Column: Rightfully spitting in the face of tradition

There is nothing like watching an MLB game and seeing the camera pan to the dugout
where your favorite players are spitting dark chewing tobacco from their mouths.

If that doesn’t get the kids excited, I’m not sure what else will.

With USA Today’s front page article this week, it is clear the habit doesn’t get MLB Commissioner Bud Selig too excited. He has taken up the battle to ban smokeless tobacco in clubhouses and dugouts for major league teams.

The prevalent habit, which has a long-stemmed tradition in baseball, is already banned
by the NCAA and minor leagues. Selig is trying to take the final step and cut it completely for the majors.

As you’re probably thinking, this isn’t going well with all players, nor with their
union representatives. They see it as a choice each player can make himself, not something that should be regulated.

Cutting the chewing tobacco from baseball would be breaking from tradition.
Th e term bullpen originated because of Bull Durham tobacco, which was first produced in 1860.

Once gloves were introduced, players would spit into their mitts with chewing tobacco
to make the leather soft.

Chewing tobacco is still found in players’ shelves and on dugout floors.
Dipping may be a part of baseball culture, but that doesn’t make it right. Th ere is
no other sport where partaking in something that causes cancer and playing on the field happen at the same time.

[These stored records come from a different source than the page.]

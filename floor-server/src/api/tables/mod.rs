//! Dining Table API 模块

mod handler;

use axum::{Router, routing::get, routing::post};

use crate::core::ServerState;

pub fn router() -> Router<ServerState> {
    Router::new().nest("/api/tables", routes())
}

fn routes() -> Router<ServerState> {
    Router::new()
        .route("/", get(handler::list).post(handler::create))
        .route("/free", get(handler::list_free))
        .route("/{table_no}/release", post(handler::release))
        .route("/{table_no}/settle", post(handler::settle))
}
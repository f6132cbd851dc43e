//! Content source descriptors.

use std::path::PathBuf;

use serde::{Deserialize, Serialize};
use xaas_common::error::Result;

use crate::item::ContentItem;
use crate::{directory, text};

/// Where a stack's content comes from.
#[derive(Debug, Clone, PartialEq, Eq, Serialize, Deserialize)]
pub enum ContentSource {
    /// One item per line of a UTF-8 text file.
    Lines {
        /// Path of the text file.
        path: PathBuf,
    },
    /// One item per file in a directory, tagged from a sidecar mapping.
    Directory {
        /// Directory to list.
        path: PathBuf,
        /// Name of the sidecar metadata file inside `path`.
        metadata_file: String,
    },
    /// The stack has no external content.
    None,
}

impl ContentSource {
    /// Short label used in logs.
    #[must_use]
    pub const fn kind(&self) -> &'static str {
        match self {
            Self::Lines { .. } => "lines",
            Self::Directory { .. } => "directory",
            Self::None => "none",
        }
    }
}

/// Loads every item of `source`, in source order.
///
/// # Errors
///
/// Returns [`xaas_common::error::XaasError::ContentLoad`] if any part of
/// the source is missing or malformed; no partial result is returned.
pub fn ingest(source: &ContentSource) -> Result<Vec<ContentItem>> {
    let items = match source {
        ContentSource::Lines { path } => text::read_lines(path)?,
        ContentSource::Directory {
            path,
            metadata_file,
        } => directory::read_directory(path, metadata_file)?,
        ContentSource::None => Vec::new(),
    };
    tracing::info!(source = source.kind(), count = items.len(), "content ingested");
    Ok(items)
}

The health risks and the poor image it displays play into Selig’s desire to cut it from
baseball completely.

“Number one, watching guys spit in the dugout is not exactly a great thing to watch,”
Selig said. “But, more importantly, if you knew the health consequences, they’re huge.”

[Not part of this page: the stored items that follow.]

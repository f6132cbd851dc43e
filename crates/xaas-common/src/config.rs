//! Project configuration resolver.
//!
//! A build needs exactly one required parameter, the product line
//! (`animal`). Every naming fragment and content location is derived
//! from it and from the project root.

use std::collections::BTreeMap;
use std::path::{Path, PathBuf};

use serde::{Deserialize, Serialize};

use crate::constants;
use crate::error::{Result, XaasError};

/// Raw inputs the resolver draws from, in precedence order.
#[derive(Debug, Clone, Default)]
pub struct ConfigSource {
    /// Explicit product line (highest precedence).
    pub animal: Option<String>,
    /// Pulumi-style stack configuration file (lowest precedence).
    pub stack_file: Option<PathBuf>,
    /// Directory containing the `assets/` tree.
    pub project_root: PathBuf,
}

impl ConfigSource {
    /// Creates a source rooted at `project_root` with no explicit values.
    #[must_use]
    pub fn new(project_root: impl Into<PathBuf>) -> Self {
        Self {
            project_root: project_root.into(),
            ..Self::default()
        }
    }

    /// Sets the explicit product line.
    #[must_use]
    pub fn with_animal(mut self, animal: impl Into<String>) -> Self {
        self.animal = Some(animal.into());
        self
    }

    /// Sets the stack configuration file.
    #[must_use]
    pub fn with_stack_file(mut self, path: impl Into<PathBuf>) -> Self {
        self.stack_file = Some(path.into());
        self
    }
}

/// Fully resolved, stack-scoped naming and path configuration.
#[derive(Debug, Clone, PartialEq, Eq, Serialize, Deserialize)]
pub struct ProjectConfig {
    /// Selected product line.
    pub animal: String,
    /// Short prefix used in every resource name (`<first letter>aas`).
    pub acronym: String,
    /// Project root all relative paths hang from.
    pub project_root: PathBuf,
    /// `<root>/assets`.
    pub assets_dir: PathBuf,
    /// `<assets>/animals/<animal>`.
    pub animal_dir: PathBuf,
    /// `<animal dir>/images/`.
    pub image_dir: PathBuf,
    /// Name of the sidecar metadata file inside the image directory.
    pub metadata_file: String,
    /// `<animal dir>/facts.txt`.
    pub facts_file: PathBuf,
    /// `<assets>/lambda`.
    pub functions_dir: PathBuf,
    /// Packaged artifact path relative to a function's source directory.
    pub artifact_suffix: String,
    /// Object key prefix: the image directory relative to the project root.
    pub object_key_prefix: String,
}

#[derive(Debug, Deserialize)]
struct StackFile {
    #[serde(default)]
    config: BTreeMap<String, serde_yaml::Value>,
}

impl ProjectConfig {
    /// Resolves configuration using the process environment.
    ///
    /// # Errors
    ///
    /// Returns [`XaasError::Configuration`] if no product line can be found
    /// or the stack file is unreadable.
    pub fn resolve(source: &ConfigSource) -> Result<Self> {
        Self::resolve_with(source, |key| std::env::var(key).ok())
    }

    /// Resolves configuration with an injected environment lookup.
    ///
    /// # Errors
    ///
    /// Returns [`XaasError::Configuration`] if no product line can be found
    /// or the stack file is unreadable.
    pub fn resolve_with<F>(source: &ConfigSource, env: F) -> Result<Self>
    where
        F: Fn(&str) -> Option<String>,
    {
        let explicit = non_empty(source.animal.clone())
            .or_else(|| non_empty(env(constants::ANIMAL_ENV_VAR)));
        let animal = match explicit {
            Some(animal) => animal,
            None => {
                let from_file = match &source.stack_file {
                    Some(path) => animal_from_stack_file(path)?,
                    None => None,
                };
                from_file.ok_or_else(|| {
                    XaasError::config(format!(
                        "missing required parameter \"{}\" (pass --animal, set {}, or add it to the stack file)",
                        constants::ANIMAL_CONFIG_KEY,
                        constants::ANIMAL_ENV_VAR,
                    ))
                })?
            }
        };
        validate_animal(&animal)?;
        tracing::debug!(animal = %animal, "resolved product line");
        Ok(Self::derive(&animal, &source.project_root))
    }

    /// Derives every path and naming fragment from the product line.
    #[must_use]
    pub fn derive(animal: &str, project_root: &Path) -> Self {
        let assets_dir = project_root.join(constants::ASSETS_DIR);
        let animal_dir = assets_dir.join(constants::ANIMALS_DIR).join(animal);
        let image_dir = animal_dir.join(constants::IMAGES_DIR);
        let object_key_prefix = format!(
            "{}/{}/{animal}/{}/",
            constants::ASSETS_DIR,
            constants::ANIMALS_DIR,
            constants::IMAGES_DIR
        );
        Self {
            animal: animal.to_string(),
            acronym: acronym_for(animal),
            project_root: project_root.to_path_buf(),
            facts_file: animal_dir.join(constants::FACTS_FILE),
            functions_dir: assets_dir.join(constants::FUNCTIONS_DIR),
            metadata_file: constants::IMAGE_METADATA_FILE.to_string(),
            artifact_suffix: constants::ARTIFACT_SUFFIX.to_string(),
            assets_dir,
            animal_dir,
            image_dir,
            object_key_prefix,
        }
    }

    /// Path of the sidecar metadata file.
    #[must_use]
    pub fn metadata_path(&self) -> PathBuf {
        self.image_dir.join(&self.metadata_file)
    }

    /// Source directory of a function.
    #[must_use]
    pub fn function_dir(&self, stack: &str) -> PathBuf {
        self.functions_dir.join(stack)
    }

    /// Packaged artifact of a function.
    #[must_use]
    pub fn artifact_path(&self, stack: &str) -> PathBuf {
        self.function_dir(stack).join(&self.artifact_suffix)
    }
}

/// Returns `<first letter of animal>aas`, lower-cased.
#[must_use]
pub fn acronym_for(animal: &str) -> String {
    let first = animal
        .chars()
        .next()
        .map_or_else(String::new, |c| c.to_lowercase().collect());
    format!("{first}{}", constants::ACRONYM_SUFFIX)
}

fn non_empty(value: Option<String>) -> Option<String> {
    value.map(|v| v.trim().to_string()).filter(|v| !v.is_empty())
}

fn validate_animal(animal: &str) -> Result<()> {
    if animal.contains(['/', '\\']) || animal == "." || animal == ".." {
        return Err(XaasError::config(format!(
            "invalid {} value: \"{animal}\"",
            constants::ANIMAL_CONFIG_KEY
        )));
    }
    Ok(())
}

fn animal_from_stack_file(path: &Path) -> Result<Option<String>> {
    let content = std::fs::read_to_string(path).map_err(|e| {
        XaasError::config(format!("cannot read stack file {}: {e}", path.display()))
    })?;
    let file: StackFile = serde_yaml::from_str(&content).map_err(|e| {
        XaasError::config(format!("malformed stack file {}: {e}", path.display()))
    })?;
    let suffix = format!(":{}", constants::ANIMAL_CONFIG_KEY);
    let value = file
        .config
        .iter()
        .find(|(k, _)| *k == constants::ANIMAL_CONFIG_KEY || k.ends_with(&suffix))
        .and_then(|(_, v)| v.as_str().map(str::to_string));
    Ok(non_empty(value))
}

#[cfg(test)]
mod tests {
    use super::*;

    fn no_env(_: &str) -> Option<String> {
        None
    }

    #[test]
    fn explicit_animal_derives_paths() {
        let source = ConfigSource::new("/work/project").with_animal("cat");
        let config = ProjectConfig::resolve_with(&source, no_env).expect("resolve");
        assert_eq!(config.acronym, "caas");
        assert_eq!(config.animal_dir, PathBuf::from("/work/project/assets/animals/cat"));
        assert_eq!(
            config.facts_file,
            PathBuf::from("/work/project/assets/animals/cat/facts.txt")
        );
        assert_eq!(
            config.metadata_path(),
            PathBuf::from("/work/project/assets/animals/cat/images/metadata.json")
        );
        assert_eq!(config.object_key_prefix, "assets/animals/cat/images/");
        assert_eq!(
            config.artifact_path("facts"),
            PathBuf::from("/work/project/assets/lambda/facts/bin/main.zip")
        );
    }

    #[test]
    fn missing_animal_is_configuration_error() {
        let source = ConfigSource::new("/work");
        let err = ProjectConfig::resolve_with(&source, no_env).expect_err("should fail");
        assert!(matches!(err, XaasError::Configuration { .. }));
    }

    #[test]
    fn blank_animal_is_treated_as_missing() {
        let source = ConfigSource::new("/work").with_animal("   ");
        assert!(ProjectConfig::resolve_with(&source, no_env).is_err());
    }

    #[test]
    fn env_var_is_used_when_no_explicit_value() {
        let source = ConfigSource::new("/work");
        let config = ProjectConfig::resolve_with(&source, |k| {
            (k == constants::ANIMAL_ENV_VAR).then(|| "dog".to_string())
        })
        .expect("resolve");
        assert_eq!(config.animal, "dog");
        assert_eq!(config.acronym, "daas");
    }

    #[test]
    fn explicit_value_wins_over_env() {
        let source = ConfigSource::new("/work").with_animal("cat");
        let config =
            ProjectConfig::resolve_with(&source, |_| Some("dog".into())).expect("resolve");
        assert_eq!(config.animal, "cat");
    }

    #[test]
    fn stack_file_with_namespaced_key() {
        let dir = tempfile::tempdir().expect("tempdir");
        let path = dir.path().join("Pulumi.dev.yaml");
        std::fs::write(&path, "config:\n  aws:region: eu-west-1\n  xaas:animal: goat\n")
            .expect("write");
        let source = ConfigSource::new(dir.path()).with_stack_file(&path);
        let config = ProjectConfig::resolve_with(&source, no_env).expect("resolve");
        assert_eq!(config.animal, "goat");
        assert_eq!(config.acronym, "gaas");
    }

    #[test]
    fn stack_file_without_animal_is_configuration_error() {
        let dir = tempfile::tempdir().expect("tempdir");
        let path = dir.path().join("Pulumi.dev.yaml");
        std::fs::write(&path, "config:\n  aws:region: eu-west-1\n").expect("write");
        let source = ConfigSource::new(dir.path()).with_stack_file(&path);
        let err = ProjectConfig::resolve_with(&source, no_env).expect_err("should fail");
        assert!(matches!(err, XaasError::Configuration { .. }));
    }

    #[test]
    fn malformed_stack_file_is_configuration_error() {
        let dir = tempfile::tempdir().expect("tempdir");
        let path = dir.path().join("Pulumi.dev.yaml");
        std::fs::write(&path, "config: [unclosed").expect("write");
        let source = ConfigSource::new(dir.path()).with_stack_file(&path);
        assert!(ProjectConfig::resolve_with(&source, no_env).is_err());
    }

    #[test]
    fn path_like_animal_is_rejected() {
        let source = ConfigSource::new("/work").with_animal("../etc");
        assert!(ProjectConfig::resolve_with(&source, no_env).is_err());
    }

    #[test]
    fn acronym_lowercases_first_letter() {
        assert_eq!(acronym_for("Llama"), "laas");
    }
}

Even if we put those silly “health consequences” to the side, Selig has a lot of other
reasons to eradicate the habit from the sport, image being one.

Whether you like it or not, our athletes are role models to tens of thousands of kids
throughout the country.

What does it say to them when they see their favorite catcher lift up his facemask
and spit chewing tobacco in between batters?

It sets a bad example, plain and simple. The players have a right to do whatever they want outside of the game, but for those three hours they are on TV and in the spotlight, they shouldn’t be promoting that.

Some say it is more acceptable because baseball is a slow-moving sport. It’s a game
that has been around for a long time.

I don’t see golfers spitting chewing tobacco out their mouths on the 18th green at
Augusta.

To the tradition argument, people used to be able to smoke wherever they wanted
to. It’s time for a change, and Selig has every right to make it.

It is never simple to make a drastic change that departs from the tradition of a sport. It
is also never simple to change when politicians get involved.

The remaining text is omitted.